Modern life is busy. Most people are in go-mode from the time they wake up until just a few hours before they go to bed. Work and school, friends and family, personal hobbies and goals,… the days are already simply too short to squeeze it all in. Then you need to make time for two of the most important things that keep you healthy: exercise and sleep. Experts recommend that you sleep for 7-9 hours every night. Too often, we cut into that sleep time to make it all work, with many opting to only get 4-6 hours of sleep each night. Can sticking to your exercise routine make up for all the sleep deprivation?
Written by Lucas Collins
Edited by Pavlína Marek
The Relationship between Exercise and Sleep
On top of that, exercise can increase energy levels throughout the day, helping you fend off that ‘daytime grogginess’ that can set in, especially during the afternoon and early evening.
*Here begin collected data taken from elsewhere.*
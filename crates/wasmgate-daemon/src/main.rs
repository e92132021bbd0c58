// Copyright [2026] [Joseph Verdicchio]
//
// Licensed under the Apache License, Version 2.0 (the "License");
// you may not use this file except in compliance with the License.
// You may obtain a copy of the License at
//
//     http://www.apache.org/licenses/
//
// Unless required by applicable law or agreed to in writing, software
// distributed under the License is distributed on an "AS IS" BASIS,
// WITHOUT WARRANTIES OR CONDITIONS OF ANY KIND, either express or implied.
// See the License for the specific language governing permissions and
// limitations under the License.
//
// Copyright (c) 2026 Joseph Verdicchio and EvidenceOS Contributors
// SPDX-License-Identifier: Apache-2.0

#![forbid(unsafe_code)]
#![deny(clippy::unwrap_used, clippy::expect_used, clippy::panic)]

use std::net::SocketAddr;
use std::path::PathBuf;

use clap::Parser;
use tracing_subscriber::EnvFilter;

use wasmgate_daemon::ingress::router;
use wasmgate_daemon::{scheduler, snapshot, GateConfig, GateState};

#[derive(Debug, Parser)]
#[command(name = "wasmgate-daemon")]
#[command(about = "Sovereign multi-tenant serverless execution daemon")]
struct Args {
    #[arg(long, default_value = "wasmgate.json")]
    config: PathBuf,

    #[arg(long, default_value = "127.0.0.1:8080")]
    listen: String,

    #[arg(long, default_value = "info")]
    log: String,
}

#[tokio::main]
async fn main() -> Result<(), Box<dyn std::error::Error>> {
    let args = Args::parse();

    tracing_subscriber::fmt()
        .with_env_filter(EnvFilter::new(args.log))
        .init();

    let cfg = GateConfig::load(&args.config)?;
    if let Some(applied) = snapshot::apply_pending_restore(&cfg.data_dir)? {
        tracing::info!(file = %applied.display(), "applied pending broker restore");
    }

    let addr: SocketAddr = args.listen.parse()?;
    let state = GateState::build(cfg)?;

    let _cron = scheduler::start(&state.cfg.cron, state.jobs.clone());

    tracing::info!(
        %addr,
        node_id = %state.node_id,
        artifact = %state.cfg.path.display(),
        pool_size = state.workers.pool_size(),
        policy = %state.cfg.security_policy,
        api_keys = state.cfg.api_keys.len(),
        "starting wasmgate daemon"
    );

    #[cfg(unix)]
    {
        let reload_state = state.clone();
        tokio::spawn(async move {
            let mut hup = match tokio::signal::unix::signal(tokio::signal::unix::SignalKind::hangup())
            {
                Ok(sig) => sig,
                Err(err) => {
                    tracing::warn!(error = %err, "failed to install SIGHUP handler");
                    return;
                }
            };
            while hup.recv().await.is_some() {
                tracing::info!("SIGHUP received; draining workers for hot reload");
                reload_state.workers.drain_all().await;
            }
        });
    }

    let listener = tokio::net::TcpListener::bind(addr).await?;
    let shutdown_state = state.clone();
    axum::serve(
        listener,
        router(state.clone()).into_make_service_with_connect_info::<SocketAddr>(),
    )
    .with_graceful_shutdown(async move {
        let _ = tokio::signal::ctrl_c().await;
        tracing::info!("shutdown signal received; draining workers");
        shutdown_state.workers.drain_all().await;
    })
    .await?;

    Ok(())
}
There are indirect positive influences that exercise has on your sleep as well. By exercising regularly and maintaining a lower body weight, you will sleep more comfortably, avoiding poor sleep. You can also potentially keep things like sleep apnea that keep you from falling into a deep sleep in check.
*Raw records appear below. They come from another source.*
pub struct GateInner {
    pub cfg: GateConfig,
    pub broker: Arc<Broker>,
    pub tenants: Arc<TenantManager>,
    pub workers: Arc<WorkerPool>,
    pub jobs: Arc<GateJobSink>,
    pub limiter: TenantRateLimiter,
    pub telemetry: Telemetry,
    pub fingerprint: String,
    pub node_id: String,
}

/// Shared daemon state behind every route handler.
#[derive(Clone)]
pub struct GateState {
    inner: Arc<GateInner>,
}

impl std::ops::Deref for GateState {
    type Target = GateInner;

    fn deref(&self) -> &Self::Target {
        &self.inner
    }
}

impl GateState {
    pub fn build(cfg: GateConfig) -> Result<Self, GateError> {
        Self::build_with_tuning(cfg, WorkerTuning::default())
    }

    /// Verifies and compiles nothing yet: module admission happens here
    /// (strict deployments fail before any request is served), engines are
    /// built lazily per worker.
    pub fn build_with_tuning(cfg: GateConfig, tuning: WorkerTuning) -> Result<Self, GateError> {
        cfg.validate()?;
        let timeout = cfg.timeout()?;
        let memory_limit_bytes = cfg.memory_limit_bytes()?;

        let loader = ModuleLoader::from_hex_keys(&cfg.trusted_keys, cfg.security_policy)?;
        let module_bytes = loader.load(&cfg.path)?;

        let broker = BrokerRegistry::acquire(cfg.cluster_port, &cfg.data_dir)?;
        let tenants = Arc::new(TenantManager::new(
            broker.clone(),
            cfg.replicas,
            tuning.ack_wait,
            MAX_RETRIES + 1,
        ));

        let sink = GateJobSink::new(tenants.clone());
        let ai = build_ai_client(&cfg);
        let services = Arc::new(HostServices {
            kv: KvStore::new(),
            sql: Arc::new(UnconfiguredSql),
            objects: Arc::new(UnconfiguredStore),
            jobs: sink.clone(),
            ai,
        });

        let pool_size = Arc::new(AtomicUsize::new(cfg.pool_size));
        let shared = Arc::new(WorkerShared {
            module_bytes,
            artifact_path: cfg.path.clone(),
            engine_settings: EngineSettings {
                memory_limit_bytes,
                fuel_limit: cfg.fuel_limit,
            },
            services,
            tenants: tenants.clone(),
            audit: AuditSigner::new(&cfg.master_secret),
            crashes: CrashRecorder::new(&cfg.crash_path, cfg.record_crashes),
            telemetry: Telemetry::new(),
            timeout,
            backoff_unit: tuning.backoff_unit,
            argv: cfg.args.clone(),
            env: cfg.env.clone(),
            mounts: cfg
                .mounts
                .iter()
                .map(|m| Mount {
                    host: m.host.clone(),
                    guest: m.guest.clone(),
                })
                .collect(),
            pool_size,
        });

        let runtime = tokio::runtime::Handle::try_current()
            .map_err(|err| GateError::Runtime(err.to_string()))?;
        let workers = WorkerPool::new(shared.clone(), runtime);
        sink.attach_workers(workers.clone());

        let node_id = cfg.node_id();
        let fingerprint = tenant::module_fingerprint(&cfg.path.to_string_lossy());
        let limiter = TenantRateLimiter::new(cfg.rate_limit);
        let telemetry = shared.telemetry.clone();

        Ok(Self {
            inner: Arc::new(GateInner {
                cfg,
                broker,
                tenants,
                workers,
                jobs: sink,
                limiter,
                telemetry,
                fingerprint,
                node_id,
            }),
        })
    }
}

fn build_ai_client(cfg: &GateConfig) -> Option<AiClient> {
    if cfg.ai.provider.is_empty() && cfg.ai.endpoint.is_empty() && cfg.ai.model.is_empty() {
        return None;
    }
    let ai_cfg = AiConfig {
        provider: cfg.ai.provider.clone(),
        model: cfg.ai.model.clone(),
        endpoint: cfg.ai.endpoint.clone(),
        token: cfg.ai.token.clone(),
        allowed_hosts: cfg.allow_hosts.clone(),
    };
    Some(AiClient::new(ai_cfg))
}

#[derive(Debug, Serialize, PartialEq)]
pub struct AcceptedJob {
    pub status: &'static str,
    pub job_id: u64,
    pub stream: String,
    pub tenant: String,
}

#[derive(Debug)]
pub struct HttpErr {
    pub status: StatusCode,
    pub body: serde_json::Value,
}

impl HttpErr {
    fn new(status: StatusCode, error: &str) -> Self {
        Self {
            status,
            body: serde_json::json!({ "error": error }),
        }
    }

    fn unauthorized() -> Self {
        Self::new(StatusCode::UNAUTHORIZED, "unauthorized")
    }

    fn too_many_requests() -> Self {
        Self::new(StatusCode::TOO_MANY_REQUESTS, "rate limit exceeded")
    }

    fn service_unavailable(detail: &str) -> Self {
        Self::new(StatusCode::SERVICE_UNAVAILABLE, detail)
    }

    fn internal(detail: &str) -> Self {
        Self::new(StatusCode::INTERNAL_SERVER_ERROR, detail)
    }
}

/// Authenticates the request and derives the tenant id: the API key when
/// keys are configured, the sanitized peer address otherwise.
fn authenticate(state: &GateState, headers: &HeaderMap, peer: &SocketAddr) -> Result<String, HttpErr> {
    if state.cfg.api_keys.is_empty() {
        return Ok(tenant::tenant_from_addr(peer));
    }
    let presented = headers
        .get("x-api-key")
        .and_then(|v| v.to_str().ok())
        .map(str::to_string)
        .or_else(|| {
            headers
                .get(AUTHORIZATION)
                .and_then(|v| v.to_str().ok())
                .and_then(|v| v.strip_prefix("Bearer "))
                .map(str::to_string)
        });
    let Some(key) = presented else {
        return Err(HttpErr::unauthorized());
    };
    if !state.cfg.api_keys.iter().any(|k| *k == key) {
        return Err(HttpErr::unauthorized());
    }
    Ok(key)
}

fn envelope_for(method: &Method, uri: &Uri, headers: &HeaderMap, body: &[u8]) -> RequestEnvelope {
    let mut header_map: BTreeMap<String, Vec<String>> = BTreeMap::new();
    for (name, value) in headers {
        if let Ok(value) = value.to_str() {
            header_map
                .entry(name.as_str().to_string())
                .or_default()
                .push(value.to_string());
        }
    }
    let uri = uri
        .path_and_query()
        .map(|pq| pq.as_str().to_string())
        .unwrap_or_else(|| uri.path().to_string());
    RequestEnvelope {
        method: method.as_str().to_string(),
        uri,
        headers: header_map,
        body: String::from_utf8_lossy(body).into_owned(),
    }
}

/// The enqueue path for every non-system route.
pub async fn dispatch_impl(
    state: &GateState,
    peer: SocketAddr,
    method: Method,
    uri: Uri,
    headers: HeaderMap,
    body: Bytes,
) -> Result<AcceptedJob, HttpErr> {
    let tenant = authenticate(state, &headers, &peer)?;

    if !state.limiter.allow(&tenant) {
        state.telemetry.record_request(&tenant, "429");
        return Err(HttpErr::too_many_requests());
    }

    let envelope = envelope_for(&method, &uri, &headers, &body);
    let payload = envelope.to_json().map_err(|err| {
        HttpErr::new(StatusCode::BAD_REQUEST, &format!("invalid request: {err}"))
    })?;

    state
        .tenants
        .ensure(&tenant)
        .map_err(|err| HttpErr::service_unavailable(&format!("tenant provisioning failed: {err}")))?;
    state.workers.ensure_started(&tenant);

    let subject = tenant::exec_subject(&tenant, &state.fingerprint);
    let msg_id = format!(
        "job_{}",
        chrono::Utc::now().timestamp_nanos_opt().unwrap_or_default()
    );
    let (stream, job_id) = state
        .broker
        .publish(&subject, &msg_id, &payload)
        .map_err(|err| HttpErr::internal(&format!("failed to persist job: {err}")))?;

    state.telemetry.record_request(&tenant, "202");
    tracing::info!(tenant = %tenant, job_id, stream = %stream, "job queued");
    Ok(AcceptedJob {
        status: "queued",
        job_id,
        stream,
        tenant,
    })
}

/// CORS response headers for an allowed origin, mirrored from the request.
fn cors_headers(origins: &[String], request_headers: &HeaderMap) -> Vec<(&'static str, HeaderValue)> {
    if origins.is_empty() {
        return Vec::new();
    }
    let Some(origin) = request_headers.get("origin").and_then(|v| v.to_str().ok()) else {
        return Vec::new();
    };
    let allowed = origins.iter().any(|o| o == "*" || o == origin);
    if !allowed {
        return Vec::new();
    }
    let Ok(origin_value) = HeaderValue::from_str(origin) else {
        return Vec::new();
    };
    vec![
        ("access-control-allow-origin", origin_value),
        (
            "access-control-allow-methods",
            HeaderValue::from_static("POST, GET, OPTIONS, PUT, DELETE, PATCH"),
        ),
        (
            "access-control-allow-headers",
            HeaderValue::from_static("Content-Type, Authorization, X-API-Key, traceparent"),
        ),
        (
            "access-control-allow-credentials",
            HeaderValue::from_static("true"),
        ),
    ]
}

async fn dispatch_handler(
    State(state): State<GateState>,
    ConnectInfo(peer): ConnectInfo<SocketAddr>,
    method: Method,
    OriginalUri(uri): OriginalUri,
    headers: HeaderMap,
    body: Bytes,
) -> Response {
    let cors = cors_headers(&state.cfg.cors_origins, &headers);
    // Preflight short-circuits only for an allowed Origin; an OPTIONS
    // request with no Origin (or an unlisted one) is an ordinary request.
    if method == Method::OPTIONS && !cors.is_empty() {
        let mut response = StatusCode::OK.into_response();
        for (name, value) in cors {
            response.headers_mut().insert(name, value);
        }
        return response;
    }

    let mut response = match dispatch_impl(&state, peer, method, uri, headers, body).await {
        Ok(accepted) => {
            let mut response = (StatusCode::ACCEPTED, Json(&accepted)).into_response();
            if let Ok(value) = HeaderValue::from_str(&accepted.job_id.to_string()) {
                response.headers_mut().insert("x-job-id", value);
            }
            if let Ok(value) = HeaderValue::from_str(&accepted.tenant) {
                response.headers_mut().insert("x-tenant", value);
            }
            response
        }
        Err(err) => {
            tracing::error!(status = %err.status, detail = %err.body, "request rejected");
            (err.status, Json(err.body)).into_response()
        }
    };
    for (name, value) in cors {
        response.headers_mut().insert(name, value);
    }
    response
}

#[derive(Debug, Default, Deserialize)]
#[serde(default)]
pub struct PatchBody {
    pub pool_size: Option<usize>,
    pub reload: bool,
}

pub fn status_impl(state: &GateState) -> serde_json::Value {
    serde_json::json!({
        "node_id": state.node_id,
        "pool_size": state.workers.pool_size(),
        "memory_limit": state.cfg.memory_limit,
        "fuel_limit": state.cfg.fuel_limit.unwrap_or(0),
        "broker_status": "ok",
        "topic": tenant::exec_subject("*", &state.fingerprint),
        "streams": state.broker.stream_depths(),
        "active_tenants": state.workers.running_tenants(),
        "jobs": state.telemetry.snapshot(),
    })
}
use thiserror::Error;

use crate::sandbox::InvocationOutput;

#[derive(Debug, Error, Clone, PartialEq, Eq)]
pub enum SandboxError {
    #[error("invalid wasm module: {0}")]
    InvalidModule(String),

    #[error("sandbox deadline exceeded")]
    DeadlineExceeded,

    #[error("sandbox output quota exceeded")]
    OutputQuota,

    #[error("sandbox fuel exhausted")]
    FuelExhausted,

    #[error("guest exited with status {0}")]
    GuestExit(i32),

    #[error("wasm trap: {0}")]
    Trap(String),

    #[error("sandbox setup failed: {0}")]
    Setup(String),
}

impl SandboxError {
    /// Memory, output-quota, and deadline failures share one retry policy
    /// downstream; the worker does not distinguish them.
    pub fn is_resource_exhausted(&self) -> bool {
        matches!(
            self,
            Self::DeadlineExceeded | Self::OutputQuota | Self::FuelExhausted
        )
    }
}

/// A failed invocation, carrying whatever the guest managed to emit before
/// it died. The captured stderr feeds worker logs and crash snapshots.
#[derive(Debug)]
pub struct SandboxFailure {
    pub error: SandboxError,
    pub output: InvocationOutput,
}

impl std::fmt::Display for SandboxFailure {
    fn fmt(&self, f: &mut std::fmt::Formatter<'_>) -> std::fmt::Result {
        let stderr = String::from_utf8_lossy(&self.output.stderr);
        if stderr.trim().is_empty() {
            write!(f, "{}", self.error)
        } else {
            write!(f, "{} | stderr: {}", self.error, stderr.trim())
        }
    }
}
Exercise and Sleep Deprivation
Everything so far shows that exercise can greatly benefit the quality of your sleep. But is it enough to make up for sleep deprivation?
Unfortunately, the answer seems to still be no, for the most part. A study published in the European Journal of Preventive Cardiology determined that intense cardiovascular exercise can counteract some cardiovascular issues that arise when you start falling behind on sleep. It was noted, however, that this balancing act only works up to a point.
It should be noted as well that the exercise required for these potential benefits is vigorous. At least 150 minutes a week of intense activity will help to offset the sleep you would be missing, but light activity below those accumulated 150 minutes won’t do much.
Finding the Sweet Spot
Now that we’ve looked a little bit into the science, how exactly does all that affect you in your daily life as you train for events like the Berkeley Half Marathon? In my opinion, sleep shouldn’t be compromised on whatsoever. I find myself much more prepared and willing to take on the day after a full night’s sleep, regardless of how much running or gym time I put in throughout the day.
However, as I discussed at the beginning, life is busy and not always accommodating to our preferred timeline. Even with my firm opinion on the importance of sleep, there are nights I can’t or don’t get the recommended amount. The science suggests that regular exercise will help offset those rare late nights.
Therefore, if you need to occasionally shorten your sleep by an hour to get in your training, it shouldn’t be an issue. However, if sleep keeps getting away from you for long enough, it will probably be more beneficial to focus on getting those 7-9 hours of sleep until your schedule becomes less time-consuming.
Prioritize Balance
At the end of the day, the best thing you can do is to try and achieve both consistently. It is amazing how good you can feel when you get extra sleep every night. When you add exercise, you get on a very good path towards achieving your health and fitness life goals.